16 Feb Your People Analytics Strategy Is Incomplete Without the Extended Workforce
Changes associated with the Future of Work have created the greatest opportunities ever for those of us on the people side of business. Transformative technology, globalization, demographic shifts, and a rethinking of the role of work in our lives and society have given HR practitioners an opportunity to break free from the shackles of outdated operating models and old paradigms about our function.
It’s no wonder that five of the 2023 LinkedIn Jobs on the Rise are in human resources. With these new opportunities in HR however, comes the responsibility of ensuring the health and well-being of the workforce – critical for ongoing productivity – and a new way of looking at work.

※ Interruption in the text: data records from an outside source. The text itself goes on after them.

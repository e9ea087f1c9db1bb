//! Entrypoint for CLI
use std::{
    env,
    error::Error,
    fs,
    path::{Path, PathBuf},
    process::{self, Command},
};

use log::{error, info};
use scl::prelude::*;
use scl::IMPL_VERSION;

static USAGE: &str = r#"
usage: scl CMD [ARGS]

commands:
    interpret FILE              Run FILE with the tree-walking interpreter
    compile FILE [OUT] [--run]  Compile FILE to assembly (OUT defaults to
                                FILE with its extension replaced by .asm)

options:
    --run          After compiling, assemble and emulate with the external
                   toolchain (override with SCL_FASM / SCL_EMU)
    -V, --version  Print the toolchain version

examples:
    scl interpret blink.scl
    scl compile blink.scl blink.asm --run
"#;

fn run_interpret(filepath: &str) -> SclResult<()> {
    let ast = build_ast(filepath)?;
    let mut interp = Interpreter::new(&ast);
    let value = interp.run()?;
    println!("Program executed successfully. Return value: {}", value);
    Ok(())
}

fn run_compile(filepath: &str, output: Option<String>, run_after: bool) -> SclResult<()> {
    let ast = build_ast(filepath)?;
    let listing = CodeGen::new(&ast).generate()?;

    let out_path = match output {
        Some(path) => PathBuf::from(path),
        None => Path::new(filepath).with_extension("asm"),
    };
    fs::write(&out_path, listing)?;
    info!("assembly written to {}", out_path.display());

    if run_after {
        assemble_and_emulate(&out_path)?;
    }
    Ok(())
}

/// Hand the listing to the external assembler and emulator. Neither is
/// part of the toolchain; both must be on PATH or named through the
/// environment.
fn assemble_and_emulate(asm_path: &Path) -> SclResult<()> {
    let fasm = env::var("SCL_FASM").unwrap_or_else(|_| "fasm".to_string());
    info!("assembling with {}", fasm);
    let status = Command::new(&fasm).arg(asm_path).status()?;
    if !status.success() {
        error!("assembler exited with {}", status);
        process::exit(1);
    }

    let bin_path = asm_path.with_extension("bin");
    let emu = env::var("SCL_EMU").unwrap_or_else(|_| "isa-emu".to_string());
    info!("running {}", bin_path.display());
    let status = Command::new(&emu).arg(&bin_path).status()?;
    if !status.success() {
        error!("emulator exited with {}", status);
        process::exit(1);
    }
    Ok(())
}

fn main() -> Result<(), Box<dyn Error>> {
    simple_logger::SimpleLogger::new().env().init()?;

    match parse_args() {
        Some(Cmd::Interpret { filepath }) => {
            if let Err(err) = run_interpret(&filepath) {
                eprintln!("{}", err);
                process::exit(1);
            }
        }
        Some(Cmd::Compile {
            filepath,
            output,
            run_after,
        }) => {
            if let Err(err) = run_compile(&filepath, output, run_after) {
                eprintln!("{}", err);
                process::exit(1);
            }
        }
        Some(Cmd::Version) => println!("scl v{}", IMPL_VERSION),
        None => {
            print_usage();
            // FreeBSD EX_USAGE (64)
            process::exit(64);
        }
    }

    Ok(())
}

enum Cmd {
    Interpret {
        filepath: String,
    },
    Compile {
        filepath: String,
        output: Option<String>,
        run_after: bool,
    },
    Version,
}

fn parse_args() -> Option<Cmd> {
    let mut args = env::args().skip(1);
    match args.next()?.as_str() {
        "interpret" => Some(Cmd::Interpret {
            filepath: args.next()?,
        }),
        "compile" => {
            let filepath = args.next()?;
            let mut output = None;
            let mut run_after = false;
            for arg in args {
                if arg == "--run" {
                    run_after = true;
                } else if !arg.starts_with('-') && output.is_none() {
                    output = Some(arg);
                } else {
                    return None;
                }
            }
            Some(Cmd::Compile {
                filepath,
                output,
                run_after,
            })
        }
        "-V" | "--version" => Some(Cmd::Version),
        _ => None,
    }
}

fn print_usage() {
    println!("scl v{}", IMPL_VERSION);
    println!("{}", USAGE);
}
//! Lexical environments.
//!
//! Frames live in an arena indexed by integer handles; each frame keeps
//! its parent handle. Function frames parent to the global frame, which
//! is what makes the language lexically rather than dynamically scoped.
//! Frames are pushed and popped in strict LIFO order.
use std::collections::HashMap;

use smol_str::SmolStr;

use crate::ast::Ty;

#[derive(Debug, Clone, Copy, PartialEq, Eq)]
pub struct FrameId(usize);

/// Storage bound to a name.
///
/// Scalars and arrays live in the simulated memory; `register`
/// variables live in the hardware register file.
#[derive(Debug, Clone)]
pub enum Slot {
    Scalar { addr: u32, ty: Ty, volatile: bool },
    Array { base: u32, len: u32, ty: Ty },
    HardReg { reg: u8, ty: Ty },
}

#[derive(Debug)]
struct Frame {
    vars: HashMap<SmolStr, Slot>,
    parent: Option<FrameId>,
}

#[derive(Debug)]
pub struct Frames {
    frames: Vec<Frame>,
}

impl Frames {
    /// Creates the arena with the global frame already in place.
    pub fn new() -> Self {
        Self {
            frames: vec![Frame {
                vars: HashMap::new(),
                parent: None,
            }],
        }
    }

    #[inline]
    pub fn global(&self) -> FrameId {
        FrameId(0)
    }

    pub fn push(&mut self, parent: FrameId) -> FrameId {
        let id = FrameId(self.frames.len());
        self.frames.push(Frame {
            vars: HashMap::new(),
            parent: Some(parent),
        });
        id
    }

    /// Destroy the given frame. Teardown must mirror creation order.
    pub fn pop(&mut self, id: FrameId) {
        debug_assert_eq!(id.0, self.frames.len() - 1, "frames must pop in LIFO order");
        self.frames.truncate(id.0);
    }

    /// Bind a name in the given frame, shadowing any outer binding.
    pub fn declare(&mut self, frame: FrameId, name: SmolStr, slot: Slot) {
        self.frames[frame.0].vars.insert(name, slot);
    }

    /// Walk the parent chain for the nearest binding.
    pub fn lookup(&self, frame: FrameId, name: &str) -> Option<&Slot> {
        let mut current = Some(frame);
        while let Some(id) = current {
            let frame = &self.frames[id.0];
            if let Some(slot) = frame.vars.get(name) {
                return Some(slot);
            }
            current = frame.parent;
        }
        None
    }
}

impl Default for Frames {
    fn default() -> Self {
        Self::new()
    }
}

People Persons Must Be Data Persons
The relentless digitization of our social and economic systems has created oceans of data with which we can analyze and improve organizations and the work they accomplish. Dynamic, unpredictable markets for goods, services, and labor mean that there may not be a single, replicable path to desired work outcomes. The positive results of these shifts lead to ideation, experimentation, and iteration at the organizational level instead of copying so-called “best practices.” The conclusion? Analytics are core to business operations, and people analytics and the workforce insights they generate are core to understanding work.
While the #2 job on the LinkedIn list is HR/People/Talent Analytics Manager, all the jobs on the list require data literacy to understand how to generate and act upon these unique workforce insights. In fact, all HR practitioners need a basic understanding of the power and limitations of people analytics, as well the ability to ask the right questions to generate actionable workforce insights. Your organization and your career depend on it.
A Comprehensive People Strategy Includes the Extended Workforce
While there have been many advances in people analytics practices over the past decade, a significant gap holds many organizations back. If your people analytics strategy – in fact your overall workforce strategy – does not include the contingent workforce, aka the extended workforce as a key group of a wholistic approach, it’s incomplete.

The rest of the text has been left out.